-- Exercise aim --
Please reproduce exactly the line that contains "pub mod error;" and every line after it through the end of the records below, adding nothing else.

-- Stored data --

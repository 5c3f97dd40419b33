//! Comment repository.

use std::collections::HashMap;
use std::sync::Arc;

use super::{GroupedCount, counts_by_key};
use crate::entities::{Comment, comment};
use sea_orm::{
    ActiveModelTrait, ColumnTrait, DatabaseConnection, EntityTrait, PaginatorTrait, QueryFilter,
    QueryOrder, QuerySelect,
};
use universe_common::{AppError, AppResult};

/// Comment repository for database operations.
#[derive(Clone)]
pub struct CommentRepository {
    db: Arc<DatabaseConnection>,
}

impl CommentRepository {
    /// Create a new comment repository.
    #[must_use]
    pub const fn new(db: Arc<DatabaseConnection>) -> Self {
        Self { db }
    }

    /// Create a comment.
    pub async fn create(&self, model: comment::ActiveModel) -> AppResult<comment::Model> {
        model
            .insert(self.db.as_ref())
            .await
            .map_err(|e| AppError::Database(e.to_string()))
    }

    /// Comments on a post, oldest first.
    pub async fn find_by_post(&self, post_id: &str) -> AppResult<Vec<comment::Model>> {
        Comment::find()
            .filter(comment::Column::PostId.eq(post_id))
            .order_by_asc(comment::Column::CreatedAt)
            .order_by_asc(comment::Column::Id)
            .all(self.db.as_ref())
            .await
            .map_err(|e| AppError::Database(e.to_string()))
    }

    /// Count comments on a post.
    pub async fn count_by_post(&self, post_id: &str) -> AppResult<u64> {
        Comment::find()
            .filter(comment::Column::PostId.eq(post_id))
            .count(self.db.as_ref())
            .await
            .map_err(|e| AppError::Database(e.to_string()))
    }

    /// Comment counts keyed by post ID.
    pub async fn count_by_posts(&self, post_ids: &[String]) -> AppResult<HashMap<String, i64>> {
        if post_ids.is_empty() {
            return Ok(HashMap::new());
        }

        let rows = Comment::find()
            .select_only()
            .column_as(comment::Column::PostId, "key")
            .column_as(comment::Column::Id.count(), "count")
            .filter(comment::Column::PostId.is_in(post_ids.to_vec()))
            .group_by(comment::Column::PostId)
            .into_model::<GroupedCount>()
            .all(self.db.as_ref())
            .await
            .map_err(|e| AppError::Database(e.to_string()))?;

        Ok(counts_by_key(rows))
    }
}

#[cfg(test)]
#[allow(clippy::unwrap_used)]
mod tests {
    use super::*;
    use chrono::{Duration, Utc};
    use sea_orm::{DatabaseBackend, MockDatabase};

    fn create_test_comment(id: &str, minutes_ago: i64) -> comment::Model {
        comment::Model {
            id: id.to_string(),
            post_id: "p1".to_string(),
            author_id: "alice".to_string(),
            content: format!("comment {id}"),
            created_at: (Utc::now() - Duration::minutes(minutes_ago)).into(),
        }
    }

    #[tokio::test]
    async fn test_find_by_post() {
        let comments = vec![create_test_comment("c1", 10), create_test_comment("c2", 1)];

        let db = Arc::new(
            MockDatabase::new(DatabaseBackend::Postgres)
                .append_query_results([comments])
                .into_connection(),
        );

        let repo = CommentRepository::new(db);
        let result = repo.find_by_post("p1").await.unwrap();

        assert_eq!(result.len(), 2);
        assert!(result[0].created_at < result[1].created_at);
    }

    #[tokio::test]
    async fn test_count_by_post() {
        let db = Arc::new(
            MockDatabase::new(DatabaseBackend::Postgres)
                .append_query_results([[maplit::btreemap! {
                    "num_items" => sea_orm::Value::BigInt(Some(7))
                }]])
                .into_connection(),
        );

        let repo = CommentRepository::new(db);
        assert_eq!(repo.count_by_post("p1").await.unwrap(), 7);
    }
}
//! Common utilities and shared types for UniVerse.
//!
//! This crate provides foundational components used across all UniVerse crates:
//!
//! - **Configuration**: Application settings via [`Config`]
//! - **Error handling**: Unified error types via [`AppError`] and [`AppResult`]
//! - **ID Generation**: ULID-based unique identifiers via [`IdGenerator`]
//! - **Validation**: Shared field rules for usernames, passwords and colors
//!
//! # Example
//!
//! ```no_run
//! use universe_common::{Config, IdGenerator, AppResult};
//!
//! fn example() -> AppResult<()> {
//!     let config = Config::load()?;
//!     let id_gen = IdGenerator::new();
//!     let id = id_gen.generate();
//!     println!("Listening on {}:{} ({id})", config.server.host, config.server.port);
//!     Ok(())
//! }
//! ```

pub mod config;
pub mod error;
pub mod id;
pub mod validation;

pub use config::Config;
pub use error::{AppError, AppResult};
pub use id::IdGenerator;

-- Written response --
pub mod error;
pub mod id;
pub mod validation;

pub use config::Config;
pub use error::{AppError, AppResult};
pub use id::IdGenerator;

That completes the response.